Stored items

"""

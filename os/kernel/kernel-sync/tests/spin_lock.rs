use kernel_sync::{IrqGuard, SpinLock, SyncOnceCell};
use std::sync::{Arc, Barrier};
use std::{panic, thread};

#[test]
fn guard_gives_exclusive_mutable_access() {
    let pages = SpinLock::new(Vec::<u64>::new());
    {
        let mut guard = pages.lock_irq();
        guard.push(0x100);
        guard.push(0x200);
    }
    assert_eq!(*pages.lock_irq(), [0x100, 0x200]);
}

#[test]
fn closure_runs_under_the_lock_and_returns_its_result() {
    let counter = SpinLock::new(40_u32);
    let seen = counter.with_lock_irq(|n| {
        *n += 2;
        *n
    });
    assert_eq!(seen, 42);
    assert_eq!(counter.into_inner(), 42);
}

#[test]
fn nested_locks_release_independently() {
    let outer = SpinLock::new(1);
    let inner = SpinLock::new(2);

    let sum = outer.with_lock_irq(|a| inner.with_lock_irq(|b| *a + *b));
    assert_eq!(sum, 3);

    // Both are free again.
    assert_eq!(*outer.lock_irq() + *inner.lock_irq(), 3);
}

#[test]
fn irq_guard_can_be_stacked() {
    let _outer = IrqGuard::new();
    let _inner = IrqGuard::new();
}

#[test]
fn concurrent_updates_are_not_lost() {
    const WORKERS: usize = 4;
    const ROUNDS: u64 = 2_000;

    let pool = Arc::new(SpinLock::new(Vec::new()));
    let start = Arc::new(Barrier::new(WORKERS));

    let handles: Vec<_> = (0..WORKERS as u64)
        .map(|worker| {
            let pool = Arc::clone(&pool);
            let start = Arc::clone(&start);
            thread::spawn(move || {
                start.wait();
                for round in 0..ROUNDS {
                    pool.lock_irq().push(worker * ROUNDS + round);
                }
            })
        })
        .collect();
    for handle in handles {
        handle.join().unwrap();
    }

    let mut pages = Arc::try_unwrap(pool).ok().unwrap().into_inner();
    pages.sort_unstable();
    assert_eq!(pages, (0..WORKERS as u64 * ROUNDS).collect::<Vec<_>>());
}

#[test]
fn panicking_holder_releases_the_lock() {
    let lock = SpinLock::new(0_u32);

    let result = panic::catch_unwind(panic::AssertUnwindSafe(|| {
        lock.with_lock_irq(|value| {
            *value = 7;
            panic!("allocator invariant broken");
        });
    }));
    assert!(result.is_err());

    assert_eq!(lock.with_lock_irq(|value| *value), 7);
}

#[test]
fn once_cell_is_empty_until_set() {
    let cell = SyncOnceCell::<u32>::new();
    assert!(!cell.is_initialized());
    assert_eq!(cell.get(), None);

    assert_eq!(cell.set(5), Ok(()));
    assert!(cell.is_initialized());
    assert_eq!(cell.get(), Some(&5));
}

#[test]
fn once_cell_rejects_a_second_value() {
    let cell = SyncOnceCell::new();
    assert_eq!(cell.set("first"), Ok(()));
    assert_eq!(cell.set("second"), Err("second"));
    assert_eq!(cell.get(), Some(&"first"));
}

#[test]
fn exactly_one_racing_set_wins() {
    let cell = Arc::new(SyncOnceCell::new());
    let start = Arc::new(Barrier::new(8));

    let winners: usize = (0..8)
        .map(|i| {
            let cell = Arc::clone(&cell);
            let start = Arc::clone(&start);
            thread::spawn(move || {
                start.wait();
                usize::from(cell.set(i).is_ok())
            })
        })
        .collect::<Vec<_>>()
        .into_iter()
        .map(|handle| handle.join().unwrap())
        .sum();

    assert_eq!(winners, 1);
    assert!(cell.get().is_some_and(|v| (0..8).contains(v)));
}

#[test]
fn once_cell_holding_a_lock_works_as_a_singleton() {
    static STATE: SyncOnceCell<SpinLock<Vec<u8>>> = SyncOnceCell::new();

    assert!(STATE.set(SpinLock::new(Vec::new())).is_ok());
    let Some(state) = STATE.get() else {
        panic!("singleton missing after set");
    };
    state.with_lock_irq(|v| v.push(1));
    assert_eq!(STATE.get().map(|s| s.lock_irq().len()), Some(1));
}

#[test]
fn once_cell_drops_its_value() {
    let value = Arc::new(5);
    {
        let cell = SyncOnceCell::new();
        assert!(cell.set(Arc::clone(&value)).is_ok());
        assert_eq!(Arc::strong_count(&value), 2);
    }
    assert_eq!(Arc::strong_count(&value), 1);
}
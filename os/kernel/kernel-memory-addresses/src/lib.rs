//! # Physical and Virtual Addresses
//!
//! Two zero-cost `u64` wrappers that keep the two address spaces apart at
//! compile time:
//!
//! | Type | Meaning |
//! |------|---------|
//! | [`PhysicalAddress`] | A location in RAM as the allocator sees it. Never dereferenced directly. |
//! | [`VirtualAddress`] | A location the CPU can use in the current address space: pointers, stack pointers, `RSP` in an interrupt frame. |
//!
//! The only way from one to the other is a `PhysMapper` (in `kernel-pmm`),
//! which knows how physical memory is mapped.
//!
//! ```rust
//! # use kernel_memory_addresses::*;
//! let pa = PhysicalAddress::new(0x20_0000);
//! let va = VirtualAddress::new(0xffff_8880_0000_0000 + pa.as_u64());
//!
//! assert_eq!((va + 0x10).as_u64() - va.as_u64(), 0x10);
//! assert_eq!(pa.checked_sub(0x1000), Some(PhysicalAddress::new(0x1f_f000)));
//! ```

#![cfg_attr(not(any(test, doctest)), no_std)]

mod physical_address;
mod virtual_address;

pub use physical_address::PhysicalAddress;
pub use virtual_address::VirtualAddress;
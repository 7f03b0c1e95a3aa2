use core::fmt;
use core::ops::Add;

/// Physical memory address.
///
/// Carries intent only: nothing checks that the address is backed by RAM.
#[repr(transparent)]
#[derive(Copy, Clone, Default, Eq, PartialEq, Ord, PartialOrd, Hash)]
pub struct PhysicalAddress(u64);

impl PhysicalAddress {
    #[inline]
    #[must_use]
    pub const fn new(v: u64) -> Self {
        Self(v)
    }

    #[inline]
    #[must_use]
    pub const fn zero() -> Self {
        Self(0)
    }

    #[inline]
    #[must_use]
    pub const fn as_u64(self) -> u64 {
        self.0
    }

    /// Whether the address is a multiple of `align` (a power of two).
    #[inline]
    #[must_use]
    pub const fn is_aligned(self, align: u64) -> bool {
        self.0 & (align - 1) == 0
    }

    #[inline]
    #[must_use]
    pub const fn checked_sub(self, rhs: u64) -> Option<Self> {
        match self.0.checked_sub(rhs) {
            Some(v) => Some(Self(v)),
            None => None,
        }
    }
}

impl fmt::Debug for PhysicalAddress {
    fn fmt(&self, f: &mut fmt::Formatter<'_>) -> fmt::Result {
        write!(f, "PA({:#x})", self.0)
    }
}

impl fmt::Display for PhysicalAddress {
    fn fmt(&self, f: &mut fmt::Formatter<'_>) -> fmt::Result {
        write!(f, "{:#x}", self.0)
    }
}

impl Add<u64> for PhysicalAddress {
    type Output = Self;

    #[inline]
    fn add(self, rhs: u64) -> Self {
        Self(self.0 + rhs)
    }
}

"""
"""

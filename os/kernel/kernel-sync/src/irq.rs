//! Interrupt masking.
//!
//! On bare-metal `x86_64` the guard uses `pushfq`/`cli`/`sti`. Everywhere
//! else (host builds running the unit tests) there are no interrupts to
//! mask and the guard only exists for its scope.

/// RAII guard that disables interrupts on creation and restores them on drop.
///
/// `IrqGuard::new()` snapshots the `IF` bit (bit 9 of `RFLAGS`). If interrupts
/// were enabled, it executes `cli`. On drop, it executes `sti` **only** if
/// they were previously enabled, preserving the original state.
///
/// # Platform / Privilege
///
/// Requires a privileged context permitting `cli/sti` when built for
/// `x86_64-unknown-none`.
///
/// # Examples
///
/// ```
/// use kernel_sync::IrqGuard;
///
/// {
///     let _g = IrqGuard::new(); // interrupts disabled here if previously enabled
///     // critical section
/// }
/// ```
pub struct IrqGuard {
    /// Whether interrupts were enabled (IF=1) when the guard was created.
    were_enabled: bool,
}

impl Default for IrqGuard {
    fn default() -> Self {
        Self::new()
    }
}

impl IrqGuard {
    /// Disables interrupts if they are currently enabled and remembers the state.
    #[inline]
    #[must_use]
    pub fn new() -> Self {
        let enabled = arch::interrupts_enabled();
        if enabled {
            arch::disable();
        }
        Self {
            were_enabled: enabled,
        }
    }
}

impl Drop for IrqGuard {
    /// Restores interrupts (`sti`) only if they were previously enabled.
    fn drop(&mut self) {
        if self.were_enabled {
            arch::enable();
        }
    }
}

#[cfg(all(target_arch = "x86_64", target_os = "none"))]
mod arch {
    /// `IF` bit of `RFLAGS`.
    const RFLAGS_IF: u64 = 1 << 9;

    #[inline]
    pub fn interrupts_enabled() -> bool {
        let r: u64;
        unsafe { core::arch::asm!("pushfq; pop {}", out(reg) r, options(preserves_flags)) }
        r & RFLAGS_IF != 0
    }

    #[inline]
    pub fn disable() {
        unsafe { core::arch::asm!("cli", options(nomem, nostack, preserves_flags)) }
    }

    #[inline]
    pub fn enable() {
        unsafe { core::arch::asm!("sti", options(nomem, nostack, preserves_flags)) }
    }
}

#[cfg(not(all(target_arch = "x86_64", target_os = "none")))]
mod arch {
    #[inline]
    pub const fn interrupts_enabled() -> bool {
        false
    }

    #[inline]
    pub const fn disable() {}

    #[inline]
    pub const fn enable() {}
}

"""
"""

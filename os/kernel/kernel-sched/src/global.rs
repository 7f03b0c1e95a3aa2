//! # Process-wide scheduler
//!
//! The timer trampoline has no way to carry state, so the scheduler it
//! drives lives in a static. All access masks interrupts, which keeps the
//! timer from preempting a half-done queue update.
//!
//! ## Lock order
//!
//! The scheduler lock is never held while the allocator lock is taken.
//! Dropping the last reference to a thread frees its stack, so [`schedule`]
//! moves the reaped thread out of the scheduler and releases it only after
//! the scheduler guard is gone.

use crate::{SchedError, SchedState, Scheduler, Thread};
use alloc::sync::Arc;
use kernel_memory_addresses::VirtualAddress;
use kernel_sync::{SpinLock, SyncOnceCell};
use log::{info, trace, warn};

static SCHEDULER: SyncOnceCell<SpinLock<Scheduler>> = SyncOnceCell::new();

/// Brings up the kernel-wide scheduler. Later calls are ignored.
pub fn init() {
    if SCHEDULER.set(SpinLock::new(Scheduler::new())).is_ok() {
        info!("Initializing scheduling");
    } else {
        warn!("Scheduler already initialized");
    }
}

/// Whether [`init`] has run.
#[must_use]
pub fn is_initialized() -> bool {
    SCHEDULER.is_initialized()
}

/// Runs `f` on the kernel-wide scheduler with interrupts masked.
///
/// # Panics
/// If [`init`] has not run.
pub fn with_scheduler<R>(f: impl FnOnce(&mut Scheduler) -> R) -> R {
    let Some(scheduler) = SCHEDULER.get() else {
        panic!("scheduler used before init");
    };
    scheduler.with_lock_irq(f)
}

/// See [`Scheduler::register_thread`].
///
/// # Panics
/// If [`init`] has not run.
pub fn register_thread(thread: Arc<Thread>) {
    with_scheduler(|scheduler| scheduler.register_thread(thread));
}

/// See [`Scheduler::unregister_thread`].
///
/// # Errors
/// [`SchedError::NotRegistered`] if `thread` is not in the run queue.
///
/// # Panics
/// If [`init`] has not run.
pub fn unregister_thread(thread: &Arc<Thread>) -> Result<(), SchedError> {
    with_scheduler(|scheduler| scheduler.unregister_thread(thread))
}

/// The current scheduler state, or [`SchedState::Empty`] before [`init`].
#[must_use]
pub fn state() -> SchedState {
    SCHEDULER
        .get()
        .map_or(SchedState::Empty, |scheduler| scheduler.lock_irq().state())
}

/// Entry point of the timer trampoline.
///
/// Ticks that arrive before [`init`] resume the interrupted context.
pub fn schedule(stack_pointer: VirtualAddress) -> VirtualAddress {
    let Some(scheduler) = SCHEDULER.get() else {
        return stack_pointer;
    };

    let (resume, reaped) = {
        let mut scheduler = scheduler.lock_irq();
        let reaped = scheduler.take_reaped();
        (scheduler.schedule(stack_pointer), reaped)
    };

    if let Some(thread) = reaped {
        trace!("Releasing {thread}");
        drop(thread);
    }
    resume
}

"""

Problem to solve>
Lines with the string "IrqGuard" in the data above: say how many there are, giving the number alone.

Exercise answer>
10